While a student at Xavier University in 1951, the senior Smith was chosen as the first president of the new north shore chapter of the NAACP.
In that role, he saw one major key to improving the lives of black people there: a quality education.
That’s what drove him to file his lawsuit, even though he knew it would come with a cost, his son recalled. And Smith Sr. would pay that cost when he was fired from his teaching job at Chahta-Ima High School in Lacombe and had to spend the rest of his teaching career in New Orleans.
For students like Laurent, the opportunity opened up by the lawsuit felt more like a punishment. He described an environment at Salmen where he was sprayed with water guns filled with bleach, spat on and beaten.
As for the teachers, Laurent said most accepted him and that “they kept them rednecks off my ass.” But not all of them.
“A bunch of these guys were unfair in grading. One guy gave me a D when I made a B. It was stupid. I had to go and contest it,” Laurent said.
And the hazing wasn't limited to Salmen. At Covington High School, Principal Louis Wagner displayed his feelings by placing a Confederate battle flag in his office. Smith Sr.’s lawsuit finally forced its removal.
Richard Tanner, who now represents District 6 on the St. Tammany Parish Council, had a front-row seat as the schools were integrated. He arrived at Covington High in 1965 as an agricultural teacher, his first job in a 37-year schools career that included a stint as interim superintendent. But Tanner said those first years were like no other.
“It was a lot of chaos,” he said.
Tanner said only two black students attended Covington in 1967 and 1968, and he doesn’t remember any trouble. But with full integration in 1969, though, there was plenty.
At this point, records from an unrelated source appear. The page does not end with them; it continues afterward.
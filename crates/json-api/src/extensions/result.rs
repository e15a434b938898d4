//! Result extensions for handler plumbing.

use std::fmt::Display;

use salvo::prelude::StatusError;
use tracing::error;

/// Collapse infrastructure failures into an opaque 500.
///
/// The detail goes to the log; the response body stays generic.
pub(crate) trait ResultExt<T> {
    fn or_500(self, what_failed: &str) -> Result<T, StatusError>;
}

impl<T, E> ResultExt<T> for Result<T, E>
where
    E: Display,
{
    fn or_500(self, what_failed: &str) -> Result<T, StatusError> {
        match self {
            Ok(value) => Ok(value),
            Err(error) => {
                error!("{what_failed}: {error}");

                Err(StatusError::internal_server_error())
            }
        }
    }
}
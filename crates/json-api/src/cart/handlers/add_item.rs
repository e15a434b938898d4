//! Add Cart Item Handler

use std::sync::Arc;

use salvo::{
    http::header::LOCATION,
    oapi::{ToSchema, extract::JsonBody},
    prelude::*,
};
use serde::{Deserialize, Serialize};
use storefront_app::domain::carts::models::NewCartItem;
use uuid::Uuid;

use crate::{
    cart::{errors::into_status_error, handlers::get::CartItemResponse},
    extensions::*,
    state::State,
};

/// Add Item Request
#[derive(Debug, Serialize, Deserialize, ToSchema)]
pub(crate) struct AddItemRequest {
    /// The product to add
    pub product_uuid: Uuid,

    /// Units to add; defaults to 1
    pub quantity: Option<u32>,
}

impl From<AddItemRequest> for NewCartItem {
    fn from(request: AddItemRequest) -> Self {
        Self {
            product_uuid: request.product_uuid.into(),
            quantity: request.quantity.unwrap_or(1),
        }
    }
}

/// Item Added Response
#[derive(Debug, Serialize, Deserialize, ToSchema)]
pub(crate) struct ItemAddedResponse {
    pub message: String,

    /// The resulting line item; quantities merge when the product was
    /// already in the cart
    pub cart_item: CartItemResponse,
}

/// Add Cart Item Handler
#[endpoint(
    tags("cart"),
    summary = "Add Item to Cart",
    security(("bearer_auth" = [])),
    responses(
        (status_code = StatusCode::CREATED, description = "Item added to cart"),
        (status_code = StatusCode::BAD_REQUEST, description = "Bad Request"),
        (status_code = StatusCode::NOT_FOUND, description = "Product or cart not found"),
        (status_code = StatusCode::INTERNAL_SERVER_ERROR, description = "Internal Server Error"),
    ),
)]
pub(crate) async fn handler(
    json: JsonBody<AddItemRequest>,
    depot: &mut Depot,
    res: &mut Response,
) -> Result<Json<ItemAddedResponse>, StatusError> {
    let state = depot.obtain_or_500::<Arc<State>>()?;
    let user = depot.user_uuid_or_401()?;

    let item = state
        .app
        .carts
        .add_item(user, json.into_inner().into())
        .await
        .map_err(into_status_error)?;

    res.add_header(LOCATION, format!("/cart/item/{}", item.uuid), true)
        .or_500("failed to set location header")?
        .status_code(StatusCode::CREATED);

    Ok(Json(ItemAddedResponse {
        message: "Item added to cart".to_string(),
        cart_item: item.into(),
    }))
}
//! Products service.

use std::sync::Arc;

use async_trait::async_trait;
use mockall::automock;
use rust_decimal::Decimal;

use crate::domain::products::{
    errors::ProductsServiceError,
    models::{NewProduct, Product, ProductUpdate, ProductUuid},
    store::ProductStore,
};

#[derive(Clone)]
pub struct StoreProductsService {
    store: Arc<dyn ProductStore>,
}

impl StoreProductsService {
    #[must_use]
    pub fn new(store: Arc<dyn ProductStore>) -> Self {
        Self { store }
    }
}

fn validate_name(name: &str) -> Result<(), ProductsServiceError> {
    if name.trim().is_empty() {
        return Err(ProductsServiceError::InvalidName);
    }

    Ok(())
}

fn validate_price(price: Decimal) -> Result<(), ProductsServiceError> {
    if price.is_sign_negative() {
        return Err(ProductsServiceError::InvalidPrice);
    }

    Ok(())
}

#[async_trait]
impl ProductsService for StoreProductsService {
    async fn list_products(
        &self,
        search: Option<String>,
    ) -> Result<Vec<Product>, ProductsServiceError> {
        let products = self.store.list_products(search).await?;

        Ok(products)
    }

    async fn get_product(&self, product: ProductUuid) -> Result<Product, ProductsServiceError> {
        self.store
            .find_product(product)
            .await?
            .ok_or(ProductsServiceError::NotFound)
    }

    async fn create_product(&self, product: NewProduct) -> Result<Product, ProductsServiceError> {
        validate_name(&product.name)?;
        validate_price(product.price)?;

        let created = self
            .store
            .create_product(ProductUuid::new(), product.name, product.price.round_dp(2))
            .await?;

        Ok(created)
    }

    async fn update_product(
        &self,
        product: ProductUuid,
        update: ProductUpdate,
    ) -> Result<Product, ProductsServiceError> {
        if let Some(name) = &update.name {
            validate_name(name)?;
        }

        if let Some(price) = update.price {
            validate_price(price)?;
        }

        self.store
            .update_product(product, update.name, update.price.map(|p| p.round_dp(2)))
            .await?
            .ok_or(ProductsServiceError::NotFound)
    }

    async fn delete_product(&self, product: ProductUuid) -> Result<(), ProductsServiceError> {
        let rows_affected = self.store.delete_product(product).await?;

        if rows_affected == 0 {
            return Err(ProductsServiceError::NotFound);
        }

        Ok(())
    }
}

#[automock]
#[async_trait]
pub trait ProductsService: Send + Sync {
    /// List products, optionally filtered by a case-insensitive name search.
    async fn list_products(
        &self,
        search: Option<String>,
    ) -> Result<Vec<Product>, ProductsServiceError>;

    /// Retrieve a single product.
    async fn get_product(&self, product: ProductUuid) -> Result<Product, ProductsServiceError>;

    /// Create a product with a generated identifier.
    async fn create_product(&self, product: NewProduct) -> Result<Product, ProductsServiceError>;

    /// Partially update a product.
    async fn update_product(
        &self,
        product: ProductUuid,
        update: ProductUpdate,
    ) -> Result<Product, ProductsServiceError>;

    /// Delete a product. Blocked while any cart item references it.
    async fn delete_product(&self, product: ProductUuid) -> Result<(), ProductsServiceError>;
}

#[cfg(test)]
mod tests {
    use testresult::TestResult;

    use crate::store::MemoryStore;

    use super::*;

    fn service_with_memory() -> (StoreProductsService, Arc<MemoryStore>) {
        let store = Arc::new(MemoryStore::new());

        (StoreProductsService::new(store.clone()), store)
    }

    #[tokio::test]
    async fn create_and_get_product() -> TestResult {
        let (service, _store) = service_with_memory();

        let created = service
            .create_product(NewProduct {
                name: "Teapot".to_string(),
                price: Decimal::new(19_99, 2),
            })
            .await?;

        let fetched = service.get_product(created.uuid).await?;

        assert_eq!(fetched.name, "Teapot");
        assert_eq!(fetched.price, Decimal::new(19_99, 2));

        Ok(())
    }

    #[tokio::test]
    async fn create_product_rejects_empty_name() {
        let (service, _store) = service_with_memory();

        let result = service
            .create_product(NewProduct {
                name: "   ".to_string(),
                price: Decimal::new(10_00, 2),
            })
            .await;

        assert!(
            matches!(result, Err(ProductsServiceError::InvalidName)),
            "expected InvalidName, got {result:?}"
        );
    }

    #[tokio::test]
    async fn create_product_rejects_negative_price() {
        let (service, _store) = service_with_memory();

        let result = service
            .create_product(NewProduct {
                name: "Teapot".to_string(),
                price: Decimal::new(-1, 2),
            })
            .await;

        assert!(
            matches!(result, Err(ProductsServiceError::InvalidPrice)),
            "expected InvalidPrice, got {result:?}"
        );
    }

    #[tokio::test]
    async fn list_products_filters_case_insensitively() -> TestResult {
        let (service, store) = service_with_memory();

        store.seed_product("Stoneware Teapot", Decimal::new(19_99, 2));
        store.seed_product("Saucer", Decimal::new(3_50, 2));

        let all = service.list_products(None).await?;
        let matched = service.list_products(Some("teapot".to_string())).await?;

        assert_eq!(all.len(), 2);
        assert_eq!(matched.len(), 1);
        assert_eq!(
            matched.first().map(|p| p.name.as_str()),
            Some("Stoneware Teapot")
        );

        Ok(())
    }

    #[tokio::test]
    async fn update_product_applies_partial_changes() -> TestResult {
        let (service, store) = service_with_memory();

        let product = store.seed_product("Teapot", Decimal::new(19_99, 2));

        let updated = service
            .update_product(
                product.uuid,
                ProductUpdate {
                    name: None,
                    price: Some(Decimal::new(19_99 - 5_00, 2)),
                },
            )
            .await?;

        assert_eq!(updated.name, "Teapot");
        assert_eq!(updated.price, Decimal::new(14_99, 2));

        Ok(())
    }

    #[tokio::test]
    async fn update_unknown_product_returns_not_found() {
        let (service, _store) = service_with_memory();

        let result = service
            .update_product(
                ProductUuid::new(),
                ProductUpdate {
                    name: Some("Teapot".to_string()),
                    price: None,
                },
            )
            .await;

        assert!(
            matches!(result, Err(ProductsServiceError::NotFound)),
            "expected NotFound, got {result:?}"
        );
    }

    #[tokio::test]
    async fn delete_unknown_product_returns_not_found() {
        let (service, _store) = service_with_memory();

        let result = service.delete_product(ProductUuid::new()).await;

        assert!(
            matches!(result, Err(ProductsServiceError::NotFound)),
            "expected NotFound, got {result:?}"
        );
    }

    #[tokio::test]
    async fn delete_product_in_a_cart_is_blocked() -> TestResult {
        use crate::{
            auth::models::UserUuid,
            domain::carts::{CartsService, StoreCartsService, models::NewCartItem},
        };

        let (service, store) = service_with_memory();
        let carts = StoreCartsService::new(store.clone());
        let user = UserUuid::new();

        let product = store.seed_product("Teapot", Decimal::new(19_99, 2));
        store.seed_cart(user);

        carts
            .add_item(
                user,
                NewCartItem {
                    product_uuid: product.uuid,
                    quantity: 1,
                },
            )
            .await?;

        let result = service.delete_product(product.uuid).await;

        assert!(
            matches!(result, Err(ProductsServiceError::InUse)),
            "expected InUse, got {result:?}"
        );

        Ok(())
    }
}
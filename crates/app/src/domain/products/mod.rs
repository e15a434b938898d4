//! Products

pub mod errors;
pub mod models;
pub mod service;
pub mod store;

pub use errors::ProductsServiceError;
pub use service::*;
“Every morning, it was like we were out there breaking up fights, you know, gang fights,” Tanner said. “It wasn’t just one-on-one, it was like 30-on-30, and girls and boys and the whole nine yards.”
Things improved noticeably when black students started playing on the football team, Tanner said. "Once you start having fun, it’s no fun to fight," he said.
Smith Jr. also remembers things getting better quickly after a bumpy start. But he worries that today's St. Tammany Parish is segregating in a new way, even if there is no longer “in-your-face outright social depravity."
“We are seeing more gated communities coming up in the development of this parish. And while those fences may in some people’s minds represent one thing, they also represent another thing that is not necessarily tangible,” Smith Jr. said. “They’re inside these fences and they don’t really get an opportunity to commune with and socialize with and work with people who don’t look like them.”
Smith Jr. said he also sees a lack of diversity in the St. Tammany Parish government, given that about 10 percent of parish residents are black.
“I don’t see any percent in a lot of these agencies,” he said, especially in the courts. “When I see people in black robes, they don’t look like me.”
Laurent speculated that race played a role in his loss when he ran recently for the Division H judgeship in the 22nd Judicial District Court, saying, “Some people wouldn’t vote black for dogcatcher.” Laurent received 38 percent of the vote, losing to Alan Zaunbrecher, who got 62 percent. Zaunbrecher is white.
“It’s the same thing as walking into Salmen when I was 16 years old. It’s the same thing,” Laurent said.
Laurent said he plans to run for judge again in 2020, when he expects Judge Martin Coady in Division F to retire. He plans to run as an independent.